Your instructions – Scan the entries for the word "MessageToolCall", and copy every line where it appears.

(Data extracted from a collection)
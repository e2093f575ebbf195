//! Run endpoints.
//!
//! `x_auth` in the request metadata carries the caller's credential. When it
//! is absent, the `Authorization` header is used instead.

use crate::SharedState;
use axum::{
    extract::State,
    http::{HeaderMap, StatusCode},
    response::sse::{Event as SseEvent, Sse},
    response::{IntoResponse, Json, Response},
};
use nexagent_agent::{RunFailure, RunOutcome};
use nexagent_core::citation::Citation;
use nexagent_core::error::Error;
use nexagent_core::message::Message;
use nexagent_core::provider::Usage;
use nexagent_core::request::RunRequest;
use serde::{Deserialize, Serialize};
use std::convert::Infallible;
use tokio_stream::StreamExt;
use tokio_stream::wrappers::ReceiverStream;
use tokio_util::sync::CancellationToken;
use tracing::info;

/// Buffered stream events per run before the loop waits on the client.
const STREAM_BUFFER: usize = 64;

#[derive(Debug, Serialize, Deserialize)]
pub struct ProviderSummary {
    pub provider: String,
    pub model: String,
    pub tier: String,
}

#[derive(Debug, Serialize, Deserialize)]
pub struct RunResponse {
    pub conversation_id: String,
    pub messages: Vec<Message>,
    pub answer: String,
    pub citations: Vec<Citation>,
    pub iterations: u32,
    pub provider: ProviderSummary,
    pub usage: Usage,
}

impl From<RunOutcome> for RunResponse {
    fn from(outcome: RunOutcome) -> Self {
        Self {
            conversation_id: outcome.conversation.id.to_string(),
            messages: outcome.conversation.messages().to_vec(),
            answer: outcome.answer,
            citations: outcome.citations,
            iterations: outcome.iterations,
            provider: ProviderSummary {
                provider: outcome.provider.provider,
                model: outcome.provider.model,
                tier: outcome.provider.tier.as_str().to_string(),
            },
            usage: outcome.usage,
        }
    }
}

#[derive(Debug, Serialize, Deserialize)]
pub struct ErrorResponse {
    pub error: String,
    pub kind: String,
    pub state: String,
    pub iterations: u32,
    pub messages: Vec<Message>,
}

/// HTTP status for a failed run.
pub fn status_for(error: &Error) -> StatusCode {
    match error {
        Error::PolicyUnsatisfiable { .. } | Error::IterationBudgetExceeded { .. } => {
            StatusCode::UNPROCESSABLE_ENTITY
        }
        Error::Configuration { .. } | Error::InvalidRequest(_) | Error::Serialization(_) => {
            StatusCode::BAD_REQUEST
        }
        Error::Provider(_) => StatusCode::BAD_GATEWAY,
        Error::Cancelled => StatusCode::SERVICE_UNAVAILABLE,
        _ => StatusCode::INTERNAL_SERVER_ERROR,
    }
}

impl IntoResponse for ApiFailure {
    fn into_response(self) -> Response {
        let failure = self.0;
        let status = status_for(&failure.error);
        let body = ErrorResponse {
            error: failure.error.to_string(),
            kind: failure.error.kind().to_string(),
            state: failure.last_state.to_string(),
            iterations: failure.iterations,
            messages: failure.conversation.messages().to_vec(),
        };
        (status, Json(body)).into_response()
    }
}

/// A failed run rendered as an HTTP error.
pub struct ApiFailure(pub RunFailure);

fn with_header_auth(mut request: RunRequest, headers: &HeaderMap) -> RunRequest {
    if request.metadata.x_auth.is_none() {
        request.metadata.x_auth = headers
            .get(axum::http::header::AUTHORIZATION)
            .and_then(|v| v.to_str().ok())
            .map(str::to_string);
    }
    request
}

/// `POST /runs/wait`: run to completion.
///
/// If the client disconnects, axum drops this future and with it the run.
pub async fn wait_handler(
    State(state): State<SharedState>,
    headers: HeaderMap,
    Json(request): Json<RunRequest>,
) -> Result<Json<RunResponse>, ApiFailure> {
    info!(assistant = %request.assistant_id, "runs/wait request");
    let request = with_header_auth(request, &headers);

    let cancel = CancellationToken::new();
    let _guard = cancel.clone().drop_guard();
    state
        .runtime
        .run(request, cancel, None)
        .await
        .map(|outcome| Json(outcome.into()))
        .map_err(ApiFailure)
}

/// `POST /runs/stream`: run with a server-sent event per agent event.
///
/// The stream ends after the terminal `done` or `error` event. Dropping the
/// response body cancels the run.
pub async fn stream_handler(
    State(state): State<SharedState>,
    headers: HeaderMap,
    Json(request): Json<RunRequest>,
) -> Sse<impl futures::Stream<Item = Result<SseEvent, Infallible>>> {
    info!(assistant = %request.assistant_id, "runs/stream request");
    let request = with_header_auth(request, &headers);

    let (tx, rx) = tokio::sync::mpsc::channel(STREAM_BUFFER);
    let cancel = CancellationToken::new();
    let guard = cancel.clone().drop_guard();

    let runtime = state.runtime.clone();
    tokio::spawn(async move {
        let _ = runtime.run(request, cancel, Some(tx)).await;
    });

    let stream = ReceiverStream::new(rx).map(move |event| {
        let _alive = &guard;
        let data = serde_json::to_string(&event).unwrap_or_default();
        Ok(SseEvent::default().event(event.event_type()).data(data))
    });

    Sse::new(stream)
}

#[cfg(test)]
mod tests {
    use super::*;
    use crate::test_support::*;
    use crate::{GatewayState, build_router};
    use axum::body::Body;
    use axum::http::Request;
    use http_body_util::BodyExt;
    use nexagent_agent::LoopSettings;
    use nexagent_core::message::MessageToolCall;
    use tower::ServiceExt;

    fn run_body(assistant: &str, text: &str) -> Body {
        let body = serde_json::json!({
            "assistant_id": assistant,
            "input": {"messages": [{"role": "user", "content": text}]},
            "metadata": {"x_auth": "Bearer sk-live-123", "llm_tier": "flash"}
        });
        Body::from(body.to_string())
    }

    fn post(uri: &str, body: Body) -> Request<Body> {
        Request::builder()
            .method("POST")
            .uri(uri)
            .header("content-type", "application/json")
            .body(body)
            .unwrap()
    }

    fn looping_call() -> Message {
        let mut message = Message::assistant("");
        message.tool_calls = vec![MessageToolCall {
            id: "c1".into(),
            name: "missing_tool".into(),
            arguments: "{}".into(),
        }];
        message
    }

    #[tokio::test]
    async fn wait_returns_answer() {
        let provider = ScriptedProvider::new(vec![Message::assistant("Hello from the agent")]);
        let app = build_router(GatewayState::new(runtime(provider.clone(), LoopSettings::default())));

        let response = app.oneshot(post("/runs/wait", run_body("react", "hi"))).await.unwrap();
        assert_eq!(response.status(), StatusCode::OK);

        let body = response.into_body().collect().await.unwrap().to_bytes();
        let run: RunResponse = serde_json::from_slice(&body).unwrap();
        assert_eq!(run.answer, "Hello from the agent");
        assert_eq!(run.iterations, 1);
        assert_eq!(run.provider.provider, "scripted");
        assert_eq!(run.provider.tier, "flash");
        assert_eq!(run.messages.len(), 3);

        let body = String::from_utf8_lossy(&body);
        assert!(!body.contains("sk-live-123"));
    }

    #[tokio::test]
    async fn unknown_assistant_is_bad_request() {
        let provider = ScriptedProvider::new(vec![]);
        let app = build_router(GatewayState::new(runtime(provider, LoopSettings::default())));

        let response = app.oneshot(post("/runs/wait", run_body("pirate", "hi"))).await.unwrap();
        assert_eq!(response.status(), StatusCode::BAD_REQUEST);

        let body = response.into_body().collect().await.unwrap().to_bytes();
        let err: ErrorResponse = serde_json::from_slice(&body).unwrap();
        assert_eq!(err.kind, "configuration_error");
        assert_eq!(err.iterations, 0);
    }

    #[tokio::test]
    async fn budget_exhaustion_is_unprocessable() {
        let provider = ScriptedProvider::new(vec![looping_call()]);
        let settings = LoopSettings {
            max_iterations: 2,
            ..LoopSettings::default()
        };
        let app = build_router(GatewayState::new(runtime(provider, settings)));

        let response = app.oneshot(post("/runs/wait", run_body("react", "loop"))).await.unwrap();
        assert_eq!(response.status(), StatusCode::UNPROCESSABLE_ENTITY);

        let body = response.into_body().collect().await.unwrap().to_bytes();
        let err: ErrorResponse = serde_json::from_slice(&body).unwrap();
        assert_eq!(err.kind, "iteration_budget_exceeded");
        assert_eq!(err.state, "reasoning");
        assert_eq!(err.iterations, 2);
        // system, user, then two (call, result) pairs
        assert_eq!(err.messages.len(), 6);
    }

    #[tokio::test]
    async fn uncited_dental_answer_is_unprocessable() {
        let provider = ScriptedProvider::new(vec![Message::assistant("Take amoxicillin.")]);
        let app = build_router(GatewayState::new(runtime_with_literature(provider)));

        let response = app
            .oneshot(post("/runs/wait", run_body("dental_agent", "Amoxicillin dose?")))
            .await
            .unwrap();
        assert_eq!(response.status(), StatusCode::UNPROCESSABLE_ENTITY);

        let body = response.into_body().collect().await.unwrap().to_bytes();
        let err: ErrorResponse = serde_json::from_slice(&body).unwrap();
        assert_eq!(err.kind, "policy_unsatisfiable");
        assert_eq!(err.state, "guarding");
    }

    #[tokio::test]
    async fn dental_run_without_evidence_tool_is_bad_request() {
        let provider = ScriptedProvider::new(vec![Message::assistant("Take amoxicillin.")]);
        let app = build_router(GatewayState::new(runtime(provider.clone(), LoopSettings::default())));

        let response = app
            .oneshot(post("/runs/wait", run_body("dental_agent", "Amoxicillin dose?")))
            .await
            .unwrap();
        assert_eq!(response.status(), StatusCode::BAD_REQUEST);

        let body = response.into_body().collect().await.unwrap().to_bytes();
        let err: ErrorResponse = serde_json::from_slice(&body).unwrap();
        assert_eq!(err.kind, "configuration_error");
        assert!(provider.requests.lock().unwrap().is_empty());
    }

    #[tokio::test]
    async fn authorization_header_fills_missing_x_auth() {
        let mut call = Message::assistant("");
        call.tool_calls = vec![MessageToolCall {
            id: "w1".into(),
            name: "whoami".into(),
            arguments: "{}".into(),
        }];
        let provider = ScriptedProvider::new(vec![call, Message::assistant("ok")]);
        let app = build_router(GatewayState::new(runtime_with_whoami(provider)));

        let body = serde_json::json!({
            "assistant_id": "react",
            "input": {"messages": [{"role": "user", "content": "who am I"}]}
        });
        let req = Request::builder()
            .method("POST")
            .uri("/runs/wait")
            .header("content-type", "application/json")
            .header("authorization", "Bearer from-header")
            .body(Body::from(body.to_string()))
            .unwrap();

        let response = app.oneshot(req).await.unwrap();
        assert_eq!(response.status(), StatusCode::OK);

        let body = response.into_body().collect().await.unwrap().to_bytes();
        let run: RunResponse = serde_json::from_slice(&body).unwrap();
        let tool = run.messages.iter().find(|m| m.tool_call_id.is_some()).unwrap();
        assert_eq!(tool.content, "token=[REDACTED]");
    }

    #[tokio::test]
    async fn stream_emits_events_until_done() {
        let provider = ScriptedProvider::new(vec![looping_call(), Message::assistant("final")]);
        let app = build_router(GatewayState::new(runtime(provider, LoopSettings::default())));

        let response = app.oneshot(post("/runs/stream", run_body("react", "hi"))).await.unwrap();
        assert_eq!(response.status(), StatusCode::OK);

        let body = response.into_body().collect().await.unwrap().to_bytes();
        let text = String::from_utf8_lossy(&body);
        let events: Vec<&str> = text
            .lines()
            .filter_map(|l| l.strip_prefix("event: "))
            .collect();
        assert_eq!(events, vec!["tool_call", "tool_result", "answer", "done"]);
        assert!(text.contains("unknown tool 'missing_tool'"));
    }

    #[tokio::test]
    async fn stream_reports_failures_as_error_event() {
        let provider = ScriptedProvider::new(vec![]);
        let app = build_router(GatewayState::new(runtime(provider, LoopSettings::default())));

        let response = app.oneshot(post("/runs/stream", run_body("pirate", "hi"))).await.unwrap();
        let body = response.into_body().collect().await.unwrap().to_bytes();
        let text = String::from_utf8_lossy(&body);
        assert!(text.contains("event: error"));
        assert!(text.contains("configuration_error"));
    }

    #[test]
    fn status_mapping() {
        assert_eq!(status_for(&Error::Cancelled), StatusCode::SERVICE_UNAVAILABLE);
        assert_eq!(
            status_for(&Error::UnknownTool("x".into())),
            StatusCode::INTERNAL_SERVER_ERROR
        );
    }
}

Exercise solution –
    use nexagent_core::message::MessageToolCall;
        message.tool_calls = vec![MessageToolCall {
        call.tool_calls = vec![MessageToolCall {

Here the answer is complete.